EXERCISE OBJECTIVE: A word-for-word transcription of all the data is required.

(Saved data entries)
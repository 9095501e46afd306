use diesel::{
    Connection, ExpressionMethods, OptionalExtension, QueryDsl, RunQueryDsl, SelectableHelper,
};

use crate::integration::db;
use crate::schema::{conversations, conversations_users, users};
use crate::user::{self, model::User};

use super::Id;
use super::model::{Conversation, NewConversation, NewMember};

pub trait ConversationRepository {
    fn find_by_id(&self, id: &Id) -> super::Result<Conversation>;

    /// Conversations the user takes part in, most recently active first.
    fn find_by_member(&self, user_id: &user::Id) -> super::Result<Vec<Conversation>>;

    /// Oldest conversation having at least one of the given users as a member.
    fn find_first_by_any_member(
        &self,
        user_ids: &[user::Id],
    ) -> super::Result<Option<Conversation>>;

    fn find_members(&self, id: &Id) -> super::Result<Vec<User>>;

    /// Inserts the conversation and its members atomically.
    fn create(
        &self,
        new: &NewConversation<'_>,
        members: &[user::Id],
    ) -> super::Result<Conversation>;

    /// Deletes the conversation only if the user is one of its members.
    fn delete_by_member(&self, id: &Id, user_id: &user::Id) -> super::Result<usize>;
}

pub struct PgConversationRepository {
    pool: db::Pool,
}

impl PgConversationRepository {
    pub fn new(pool: db::Pool) -> Self {
        Self { pool }
    }
}

impl ConversationRepository for PgConversationRepository {
    fn find_by_id(&self, id: &Id) -> super::Result<Conversation> {
        let mut conn = self.pool.get()?;

        conversations::table
            .find(id)
            .select(Conversation::as_select())
            .first(&mut conn)
            .optional()?
            .ok_or_else(|| super::Error::NotFound(id.clone()))
    }

    fn find_by_member(&self, user_id: &user::Id) -> super::Result<Vec<Conversation>> {
        let mut conn = self.pool.get()?;

        let conversations = conversations::table
            .inner_join(conversations_users::table)
            .filter(conversations_users::user_id.eq(user_id))
            .order(conversations::last_message_at.desc())
            .select(Conversation::as_select())
            .load(&mut conn)?;

        Ok(conversations)
    }

    fn find_first_by_any_member(
        &self,
        user_ids: &[user::Id],
    ) -> super::Result<Option<Conversation>> {
        let mut conn = self.pool.get()?;

        let membership = conversations_users::table
            .filter(conversations_users::user_id.eq_any(user_ids))
            .select(conversations_users::conversation_id);

        let conversation = conversations::table
            .filter(conversations::id.eq_any(membership))
            .order(conversations::created_at.asc())
            .select(Conversation::as_select())
            .first(&mut conn)
            .optional()?;

        Ok(conversation)
    }

    fn find_members(&self, id: &Id) -> super::Result<Vec<User>> {
        let mut conn = self.pool.get()?;

        let members = conversations_users::table
            .inner_join(users::table)
            .filter(conversations_users::conversation_id.eq(id))
            .order(users::email.asc())
            .select(User::as_select())
            .load(&mut conn)?;

        Ok(members)
    }

    fn create(
        &self,
        new: &NewConversation<'_>,
        members: &[user::Id],
    ) -> super::Result<Conversation> {
        let mut conn = self.pool.get()?;

        conn.transaction::<_, super::Error, _>(|conn| {
            let conversation = diesel::insert_into(conversations::table)
                .values(new)
                .returning(Conversation::as_returning())
                .get_result(conn)?;

            let new_members = members
                .iter()
                .map(|user_id| NewMember::new(conversation.id(), user_id))
                .collect::<Vec<_>>();

            diesel::insert_into(conversations_users::table)
                .values(&new_members)
                .execute(conn)?;

            Ok(conversation)
        })
    }

    fn delete_by_member(&self, id: &Id, user_id: &user::Id) -> super::Result<usize> {
        let mut conn = self.pool.get()?;

        let membership = conversations_users::table
            .filter(conversations_users::user_id.eq(user_id))
            .select(conversations_users::conversation_id);

        let count = diesel::delete(
            conversations::table
                .filter(conversations::id.eq(id))
                .filter(conversations::id.eq_any(membership)),
        )
        .execute(&mut conn)?;

        Ok(count)
    }
}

COMPLETED EXERCISE:
repository 9095501e46afd306
use diesel::{
    Connection, ExpressionMethods, OptionalExtension, QueryDsl, RunQueryDsl, SelectableHelper,
};

use crate::integration::db;
use crate::schema::{conversations, conversations_users, users};
use crate::user::{self, model::User};

use super::Id;
use super::model::{Conversation, NewConversation, NewMember};

pub trait ConversationRepository {
    fn find_by_id(&self, id: &Id) -> super::Result<Conversation>;

    /// Conversations the user takes part in, most recently active first.
    fn find_by_member(&self, user_id: &user::Id) -> super::Result<Vec<Conversation>>;

    /// Oldest conversation having at least one of the given users as a member.
    fn find_first_by_any_member(
        &self,
        user_ids: &[user::Id],
    ) -> super::Result<Option<Conversation>>;

    fn find_members(&self, id: &Id) -> super::Result<Vec<User>>;

    /// Inserts the conversation and its members atomically.
    fn create(
        &self,
        new: &NewConversation<'_>,
        members: &[user::Id],
    ) -> super::Result<Conversation>;

    /// Deletes the conversation only if the user is one of its members.
    fn delete_by_member(&self, id: &Id, user_id: &user::Id) -> super::Result<usize>;
}

pub struct PgConversationRepository {
    pool: db::Pool,
}

impl PgConversationRepository {
    pub fn new(pool: db::Pool) -> Self {
        Self { pool }
    }
}

impl ConversationRepository for PgConversationRepository {
    fn find_by_id(&self, id: &Id) -> super::Result<Conversation> {
        let mut conn = self.pool.get()?;

        conversations::table
            .find(id)
            .select(Conversation::as_select())
            .first(&mut conn)
            .optional()?
            .ok_or_else(|| super::Error::NotFound(id.clone()))
    }

    fn find_by_member(&self, user_id: &user::Id) -> super::Result<Vec<Conversation>> {
        let mut conn = self.pool.get()?;

        let conversations = conversations::table
            .inner_join(conversations_users::table)
            .filter(conversations_users::user_id.eq(user_id))
            .order(conversations::last_message_at.desc())
            .select(Conversation::as_select())
            .load(&mut conn)?;

        Ok(conversations)
    }

    fn find_first_by_any_member(
        &self,
        user_ids: &[user::Id],
    ) -> super::Result<Option<Conversation>> {
        let mut conn = self.pool.get()?;

        let membership = conversations_users::table
            .filter(conversations_users::user_id.eq_any(user_ids))
            .select(conversations_users::conversation_id);

        let conversation = conversations::table
            .filter(conversations::id.eq_any(membership))
            .order(conversations::created_at.asc())
            .select(Conversation::as_select())
            .first(&mut conn)
            .optional()?;

        Ok(conversation)
    }

    fn find_members(&self, id: &Id) -> super::Result<Vec<User>> {
        let mut conn = self.pool.get()?;

        let members = conversations_users::table
            .inner_join(users::table)
            .filter(conversations_users::conversation_id.eq(id))
            .order(users::email.asc())
            .select(User::as_select())
            .load(&mut conn)?;

        Ok(members)
    }

    fn create(
        &self,
        new: &NewConversation<'_>,
        members: &[user::Id],
    ) -> super::Result<Conversation> {
        let mut conn = self.pool.get()?;

        conn.transaction::<_, super::Error, _>(|conn| {
            let conversation = diesel::insert_into(conversations::table)
                .values(new)
                .returning(Conversation::as_returning())
                .get_result(conn)?;

            let new_members = members
                .iter()
                .map(|user_id| NewMember::new(conversation.id(), user_id))
                .collect::<Vec<_>>();

            diesel::insert_into(conversations_users::table)
                .values(&new_members)
                .execute(conn)?;

            Ok(conversation)
        })
    }

    fn delete_by_member(&self, id: &Id, user_id: &user::Id) -> super::Result<usize> {
        let mut conn = self.pool.get()?;

        let membership = conversations_users::table
            .filter(conversations_users::user_id.eq(user_id))
            .select(conversations_users::conversation_id);

        let count = diesel::delete(
            conversations::table
                .filter(conversations::id.eq(id))
                .filter(conversations::id.eq_any(membership)),
        )
        .execute(&mut conn)?;

        Ok(count)
    }
}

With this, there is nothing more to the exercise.